Stored records
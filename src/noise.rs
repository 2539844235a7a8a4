//! Noise types and the per-type sample renderer.

// IMPORTANT: RT path. Dispatch is a plain match over a closed enum.

use crate::config::Coefficients;
use crate::filter::{leaky_integrate, one_pole};
use crate::state::ChannelState;

/// White noise attenuation after smoothing.
pub const WHITE_GAIN: f32 = 0.75;
/// Leak factor shared by the brown and wind integrators.
pub const INTEGRATOR_LEAK: f32 = 0.02;
/// Loudness restored after integration.
pub const BROWN_GAIN: f32 = 3.5;
/// Rain modulation floor and depth: `RAIN_MOD_BASE + RAIN_MOD_DEPTH·sin(phase)`.
pub const RAIN_MOD_BASE: f32 = 0.88;
pub const RAIN_MOD_DEPTH: f32 = 0.12;
pub const RAIN_GAIN: f32 = 0.7;
pub const WIND_GAIN: f32 = 0.9;

/// The closed set of noise colors the engine can render.
#[derive(Debug, Clone, Copy, PartialEq, Eq, Hash, Default)]
pub enum NoiseType {
    #[default]
    Off,
    White,
    Brown,
    Rain,
    Wind,
}

impl NoiseType {
    pub const ALL: [NoiseType; 5] = [
        NoiseType::Off,
        NoiseType::White,
        NoiseType::Brown,
        NoiseType::Rain,
        NoiseType::Wind,
    ];

    /// Every type except `Off`.
    pub const AUDIBLE: [NoiseType; 4] = [
        NoiseType::White,
        NoiseType::Brown,
        NoiseType::Rain,
        NoiseType::Wind,
    ];

    pub fn is_off(self) -> bool {
        self == NoiseType::Off
    }

    pub fn name(self) -> &'static str {
        match self {
            NoiseType::Off => "off",
            NoiseType::White => "white",
            NoiseType::Brown => "brown",
            NoiseType::Rain => "rain",
            NoiseType::Wind => "wind",
        }
    }
}

impl std::fmt::Display for NoiseType {
    fn fmt(&self, f: &mut std::fmt::Formatter<'_>) -> std::fmt::Result {
        f.write_str(self.name())
    }
}

impl std::str::FromStr for NoiseType {
    type Err = UnknownNoiseType;

    fn from_str(s: &str) -> Result<Self, Self::Err> {
        NoiseType::ALL
            .into_iter()
            .find(|t| t.name().eq_ignore_ascii_case(s))
            .ok_or_else(|| UnknownNoiseType(s.to_string()))
    }
}

/// Returned when parsing an unrecognised noise name.
#[derive(Debug, Clone, PartialEq, Eq, thiserror::Error)]
#[error("unknown noise type '{0}'")]
pub struct UnknownNoiseType(pub String);

/// Rain amplitude envelope for the current phase.
#[inline]
pub fn rain_modulation(phase: f32) -> f32 {
    RAIN_MOD_BASE + RAIN_MOD_DEPTH * phase.sin()
}

/// Render one channel's sample from a fresh `raw` value in `[-1, 1]`.
///
/// Updates only the memory belonging to `noise`. The result is *not*
/// clamped or volume-scaled; the callback does both.
#[inline]
pub fn render_sample(
    noise: NoiseType,
    raw: f32,
    ch: &mut ChannelState,
    coeffs: &Coefficients,
    rain_mod: f32,
) -> f32 {
    match noise {
        NoiseType::Off => 0.0,
        NoiseType::White => one_pole(&mut ch.white_lp, raw, coeffs.white_alpha) * WHITE_GAIN,
        NoiseType::Brown => leaky_integrate(&mut ch.brown, raw, INTEGRATOR_LEAK) * BROWN_GAIN,
        NoiseType::Rain => {
            one_pole(&mut ch.rain_lp, raw, coeffs.rain_alpha) * rain_mod * RAIN_GAIN
        }
        NoiseType::Wind => {
            let source =
                leaky_integrate(&mut ch.wind_integrator, raw, INTEGRATOR_LEAK) * BROWN_GAIN;
            let fast = one_pole(&mut ch.wind_fast, source, coeffs.wind_fast_alpha);
            let slow = one_pole(&mut ch.wind_slow, source, coeffs.wind_slow_alpha);
            (fast - slow) * WIND_GAIN
        }
    }
}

### YOUR ASSIGNMENT
Starting at the line in the records above that contains "let slow = one_pole(&mut", output every line up to and including the last one, with nothing added.

### WRITTEN ANSWER
            let slow = one_pole(&mut ch.wind_slow, source, coeffs.wind_slow_alpha);
            (fast - slow) * WIND_GAIN
        }
    }
}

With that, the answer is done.